La Polynésie compte faire ralentir les bateaux pour protéger les baleines

De mai à octobre, les baleines sont nombreuses dans les passes et les lagons de Polynésie pour protéger leurs baleineaux des prédateurs. Mais elles se rendent ainsi vulnérables à l'activité humaine, notamment aux navettes maritimes ©Oceania

La Polynésie compte faire ralentir les bateaux pour protéger les baleines

Deux propositions de texte, une loi du pays et une résolution, doivent être étudiées jeudi à l’Assemblée de la Polynésie pour fixer de nouvelles limitations de vitesse aux bateaux de plus de 12 mètres. Dix nœuds dans tous les lagons, en plus des limitations actuelles, et surtout 12 nœuds maximum demandés à l’État en dehors des passes et dans les zones à « risque élevé de collisions » avec les cétacés. L’objectif est d’éviter les blessures de baleines qui alarment régulièrement l’opinion. Quitte à ralentir les navettes Tahiti–Moorea : deux à six minutes supplémentaires sont à prévoir. Explications de notre partenaire Radio 1 Tahiti. 

La proposition a été rédigée par l’élu indépendantiste Tematai Le Gayic pour « passer à l’action » après « plusieurs années de débats ». Un débat qui tourne autour d’une question : faut-il ralentir les bateaux pour éviter les collisions avec les baleines.

Les professionnels de la mer se sont toujours montrés réservés, les militants environnementaux parlent d’une « nécessité ». Notamment Oceania, qui mène le programme de vigie à bord des navettes qui effectuent la liaison entre Tahiti et Moorea, particulièrement à risque vu le trafic maritime et la densité de cétacés, en saison, d’une passe à l’autre.

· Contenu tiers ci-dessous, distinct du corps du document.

//! Students, teachers, and the registration inputs that create them.

use chrono::{DateTime, Utc};
use serde::{Deserialize, Serialize};
use uuid::Uuid;

use crate::{
  Identity, Result,
  approval::ApprovalStatus,
  validate::{ValidationErrors, require_contact_number, require_list, require_text},
};

/// Which kind of roster record a caller owns.
#[derive(
  Debug,
  Clone,
  Copy,
  PartialEq,
  Eq,
  Hash,
  Serialize,
  Deserialize,
  strum::Display,
  strum::EnumString,
)]
#[serde(rename_all = "lowercase")]
#[strum(serialize_all = "lowercase")]
pub enum EntityKind {
  Student,
  Teacher,
}

// ─── Student ─────────────────────────────────────────────────────────────────

#[derive(Debug, Clone, PartialEq, Eq, Serialize, Deserialize)]
pub struct Student {
  pub student_id:       Uuid,
  pub full_name:        String,
  pub guardian_name:    String,
  pub contact_number:   String,
  pub class_assignment: String,
  pub registered_at:    DateTime<Utc>,
  /// Projected from the owner's approval record; never written directly.
  pub status:           ApprovalStatus,
  pub owner:            Identity,
}

/// Input to student self-registration.
#[derive(Debug, Clone, Default, PartialEq, Eq, Serialize, Deserialize)]
pub struct StudentRegistration {
  pub full_name:        String,
  pub guardian_name:    String,
  pub contact_number:   String,
  pub class_assignment: String,
}

impl StudentRegistration {
  pub fn validate(&self) -> Result<()> {
    let mut errors = ValidationErrors::new();
    require_text(&mut errors, "full_name", &self.full_name);
    require_text(&mut errors, "guardian_name", &self.guardian_name);
    require_contact_number(&mut errors, "contact_number", &self.contact_number);
    require_text(&mut errors, "class_assignment", &self.class_assignment);
    errors.into_result()
  }

  /// A copy with surrounding whitespace removed from every field.
  pub fn normalized(&self) -> Self {
    Self {
      full_name:        self.full_name.trim().to_owned(),
      guardian_name:    self.guardian_name.trim().to_owned(),
      contact_number:   self.contact_number.trim().to_owned(),
      class_assignment: self.class_assignment.trim().to_owned(),
    }
  }
}

// ─── Teacher ─────────────────────────────────────────────────────────────────

#[derive(Debug, Clone, PartialEq, Eq, Serialize, Deserialize)]
pub struct Teacher {
  pub teacher_id:     Uuid,
  pub full_name:      String,
  pub contact_number: String,
  pub subjects:       Vec<String>,
  pub classes:        Vec<String>,
  pub registered_at:  DateTime<Utc>,
  /// Projected from the owner's approval record; never written directly.
  pub status:         ApprovalStatus,
  pub owner:          Identity,
}

/// Input to teacher self-registration.
#[derive(Debug, Clone, Default, PartialEq, Eq, Serialize, Deserialize)]
pub struct TeacherRegistration {
  pub full_name:      String,
  pub contact_number: String,
  pub subjects:       Vec<String>,
  #[serde(default)]
  pub classes:        Vec<String>,
}

impl TeacherRegistration {
  pub fn validate(&self) -> Result<()> {
    let mut errors = ValidationErrors::new();
    require_text(&mut errors, "full_name", &self.full_name);
    require_contact_number(&mut errors, "contact_number", &self.contact_number);
    require_list(&mut errors, "subjects", &self.subjects);
    if self.classes.iter().any(|c| c.trim().is_empty()) {
      errors.push("classes", "entries must not be blank");
    }
    errors.into_result()
  }

  pub fn normalized(&self) -> Self {
    let trim_all =
      |v: &[String]| v.iter().map(|s| s.trim().to_owned()).collect::<Vec<_>>();
    Self {
      full_name:      self.full_name.trim().to_owned(),
      contact_number: self.contact_number.trim().to_owned(),
      subjects:       trim_all(&self.subjects),
      classes:        trim_all(&self.classes),
    }
  }
}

L’ex-député, candidat à la mairie de Papeete en mars prochain, dit avoir aussi échangé avec le photographe militant Temoana Poole, et s’est rapproché de la DPAM, du cluster maritime ou encore de l’armée pour ajuster ses propositions.

Côté lagon pour le Pays, côté océan côté État

Le résultat, ce sont deux textes distincts. Une proposition de loi du Pays d’abord, qui vient modifier le code de l’Environnement pour y intégrer une vitesse maximale de dix nœuds dans l’ensemble des lagons pendant la période de migration des baleines. Le Code, dont les dispositions sur ce point datent des années 70, ne comporte actuellement qu’une limitation à cinq nœuds dans les zones « à moins de 70 mètres d’un rivage ou d’une installation de pêche » ou une infrastructure portuaire.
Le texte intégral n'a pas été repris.